→ What needs to be done: A single number is required: how many lines in the entries hold the word "today".

[Data for processing — start]

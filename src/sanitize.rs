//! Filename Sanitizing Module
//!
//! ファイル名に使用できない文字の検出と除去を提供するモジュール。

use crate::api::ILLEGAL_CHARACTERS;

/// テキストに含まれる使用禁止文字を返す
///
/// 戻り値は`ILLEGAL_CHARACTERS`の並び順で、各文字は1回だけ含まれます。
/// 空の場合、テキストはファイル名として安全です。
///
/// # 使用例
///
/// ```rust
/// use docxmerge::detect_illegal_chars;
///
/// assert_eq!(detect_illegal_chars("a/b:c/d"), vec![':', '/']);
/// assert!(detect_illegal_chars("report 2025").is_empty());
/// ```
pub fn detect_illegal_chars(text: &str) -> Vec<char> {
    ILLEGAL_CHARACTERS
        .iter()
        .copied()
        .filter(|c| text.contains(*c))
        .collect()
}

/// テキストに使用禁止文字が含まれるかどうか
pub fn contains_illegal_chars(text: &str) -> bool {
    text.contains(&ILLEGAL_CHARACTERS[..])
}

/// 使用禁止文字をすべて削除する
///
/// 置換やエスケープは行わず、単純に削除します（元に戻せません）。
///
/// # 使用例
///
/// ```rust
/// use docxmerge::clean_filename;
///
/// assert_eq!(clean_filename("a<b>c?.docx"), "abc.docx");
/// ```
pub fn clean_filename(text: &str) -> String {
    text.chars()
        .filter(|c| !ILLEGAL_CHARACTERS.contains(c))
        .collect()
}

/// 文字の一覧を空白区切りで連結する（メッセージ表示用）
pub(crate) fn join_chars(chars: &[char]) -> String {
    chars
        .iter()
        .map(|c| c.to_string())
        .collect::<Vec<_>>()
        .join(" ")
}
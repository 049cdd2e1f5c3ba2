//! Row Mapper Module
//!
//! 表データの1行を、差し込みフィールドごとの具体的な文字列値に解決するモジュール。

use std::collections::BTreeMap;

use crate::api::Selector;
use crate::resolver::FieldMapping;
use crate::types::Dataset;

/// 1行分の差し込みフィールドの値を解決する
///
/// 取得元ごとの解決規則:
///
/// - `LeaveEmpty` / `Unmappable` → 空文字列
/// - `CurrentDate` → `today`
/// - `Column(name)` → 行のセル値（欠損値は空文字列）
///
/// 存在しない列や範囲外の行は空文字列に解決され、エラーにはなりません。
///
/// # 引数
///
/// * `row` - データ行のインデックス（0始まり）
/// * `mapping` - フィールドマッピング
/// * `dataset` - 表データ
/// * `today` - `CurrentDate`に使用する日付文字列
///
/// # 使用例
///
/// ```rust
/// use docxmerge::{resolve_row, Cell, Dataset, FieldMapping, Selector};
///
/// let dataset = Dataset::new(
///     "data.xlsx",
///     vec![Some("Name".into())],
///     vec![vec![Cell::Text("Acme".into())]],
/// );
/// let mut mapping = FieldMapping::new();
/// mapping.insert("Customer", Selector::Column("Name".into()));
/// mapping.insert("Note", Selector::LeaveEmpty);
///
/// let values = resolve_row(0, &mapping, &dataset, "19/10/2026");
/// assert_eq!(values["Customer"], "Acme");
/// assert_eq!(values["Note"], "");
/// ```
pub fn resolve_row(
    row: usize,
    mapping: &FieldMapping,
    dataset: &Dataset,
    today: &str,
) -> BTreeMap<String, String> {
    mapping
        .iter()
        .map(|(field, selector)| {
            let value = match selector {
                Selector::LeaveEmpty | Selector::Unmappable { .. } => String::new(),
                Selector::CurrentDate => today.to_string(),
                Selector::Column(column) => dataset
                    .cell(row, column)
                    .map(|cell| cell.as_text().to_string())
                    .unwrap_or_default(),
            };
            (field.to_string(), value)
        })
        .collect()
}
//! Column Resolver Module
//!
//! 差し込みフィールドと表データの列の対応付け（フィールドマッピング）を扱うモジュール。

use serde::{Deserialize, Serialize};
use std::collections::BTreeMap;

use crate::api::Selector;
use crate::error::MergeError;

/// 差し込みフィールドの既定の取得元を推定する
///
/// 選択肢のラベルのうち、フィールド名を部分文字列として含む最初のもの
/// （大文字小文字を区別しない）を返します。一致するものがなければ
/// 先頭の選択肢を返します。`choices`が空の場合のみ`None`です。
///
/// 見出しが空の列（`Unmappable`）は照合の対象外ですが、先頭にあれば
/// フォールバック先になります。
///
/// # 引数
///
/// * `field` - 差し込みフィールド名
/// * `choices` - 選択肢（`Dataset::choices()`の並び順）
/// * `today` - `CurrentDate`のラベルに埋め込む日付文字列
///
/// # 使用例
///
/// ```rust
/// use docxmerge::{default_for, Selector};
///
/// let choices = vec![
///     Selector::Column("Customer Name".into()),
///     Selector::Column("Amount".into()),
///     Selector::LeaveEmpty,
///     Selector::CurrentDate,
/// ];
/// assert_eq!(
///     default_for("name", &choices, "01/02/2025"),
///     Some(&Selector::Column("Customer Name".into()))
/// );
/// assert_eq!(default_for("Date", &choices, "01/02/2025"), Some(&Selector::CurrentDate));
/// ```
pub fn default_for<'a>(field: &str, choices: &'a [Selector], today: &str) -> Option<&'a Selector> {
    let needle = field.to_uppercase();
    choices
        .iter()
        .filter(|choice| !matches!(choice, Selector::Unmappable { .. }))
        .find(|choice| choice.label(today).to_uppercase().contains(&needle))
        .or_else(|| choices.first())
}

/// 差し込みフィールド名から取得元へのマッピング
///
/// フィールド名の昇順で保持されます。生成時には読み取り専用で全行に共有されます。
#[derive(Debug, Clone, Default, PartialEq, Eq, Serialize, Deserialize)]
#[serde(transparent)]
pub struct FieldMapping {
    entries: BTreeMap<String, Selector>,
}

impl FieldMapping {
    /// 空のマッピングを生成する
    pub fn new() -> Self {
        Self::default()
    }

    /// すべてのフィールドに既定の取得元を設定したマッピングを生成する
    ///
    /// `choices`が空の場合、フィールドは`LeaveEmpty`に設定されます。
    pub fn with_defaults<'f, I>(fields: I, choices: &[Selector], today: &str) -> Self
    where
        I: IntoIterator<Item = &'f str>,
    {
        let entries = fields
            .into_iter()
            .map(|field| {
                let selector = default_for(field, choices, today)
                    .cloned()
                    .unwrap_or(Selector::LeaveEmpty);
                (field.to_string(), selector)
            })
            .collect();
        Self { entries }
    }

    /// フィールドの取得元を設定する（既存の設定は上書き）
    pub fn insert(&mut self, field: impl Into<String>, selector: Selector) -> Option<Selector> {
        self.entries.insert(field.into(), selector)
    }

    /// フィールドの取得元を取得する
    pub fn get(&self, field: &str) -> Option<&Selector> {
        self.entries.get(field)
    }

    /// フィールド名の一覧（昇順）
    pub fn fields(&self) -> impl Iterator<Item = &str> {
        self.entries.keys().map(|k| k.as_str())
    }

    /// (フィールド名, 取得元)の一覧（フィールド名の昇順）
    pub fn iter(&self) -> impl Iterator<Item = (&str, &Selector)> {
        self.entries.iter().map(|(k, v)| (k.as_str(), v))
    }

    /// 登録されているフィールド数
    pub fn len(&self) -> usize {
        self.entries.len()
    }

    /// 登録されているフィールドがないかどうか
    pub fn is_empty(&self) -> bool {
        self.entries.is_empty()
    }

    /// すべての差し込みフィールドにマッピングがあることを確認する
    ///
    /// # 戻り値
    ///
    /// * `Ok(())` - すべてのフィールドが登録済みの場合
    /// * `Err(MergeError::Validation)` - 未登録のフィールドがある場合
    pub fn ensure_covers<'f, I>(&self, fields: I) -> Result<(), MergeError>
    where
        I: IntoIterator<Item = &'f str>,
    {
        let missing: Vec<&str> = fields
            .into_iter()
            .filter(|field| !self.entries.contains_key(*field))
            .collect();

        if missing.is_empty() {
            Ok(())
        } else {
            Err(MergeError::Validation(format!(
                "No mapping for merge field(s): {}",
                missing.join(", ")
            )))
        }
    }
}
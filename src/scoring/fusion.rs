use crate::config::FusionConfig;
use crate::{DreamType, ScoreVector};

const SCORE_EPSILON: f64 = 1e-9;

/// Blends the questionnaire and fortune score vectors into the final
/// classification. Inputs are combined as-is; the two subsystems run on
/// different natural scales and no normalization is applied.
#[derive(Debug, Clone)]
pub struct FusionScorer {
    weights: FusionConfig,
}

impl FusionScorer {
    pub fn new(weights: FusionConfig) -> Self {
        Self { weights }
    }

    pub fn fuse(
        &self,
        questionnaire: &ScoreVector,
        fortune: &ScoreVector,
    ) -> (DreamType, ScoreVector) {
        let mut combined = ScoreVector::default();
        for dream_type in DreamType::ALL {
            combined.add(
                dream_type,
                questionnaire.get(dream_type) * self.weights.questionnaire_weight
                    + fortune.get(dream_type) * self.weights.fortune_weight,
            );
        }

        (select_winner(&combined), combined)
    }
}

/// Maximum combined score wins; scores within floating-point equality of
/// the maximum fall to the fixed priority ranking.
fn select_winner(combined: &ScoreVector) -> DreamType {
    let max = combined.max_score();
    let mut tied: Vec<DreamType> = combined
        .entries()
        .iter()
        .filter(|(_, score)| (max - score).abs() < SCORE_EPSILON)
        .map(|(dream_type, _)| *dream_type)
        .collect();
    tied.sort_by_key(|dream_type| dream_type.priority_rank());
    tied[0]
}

[Data for processing — finish]

→ Result below: 9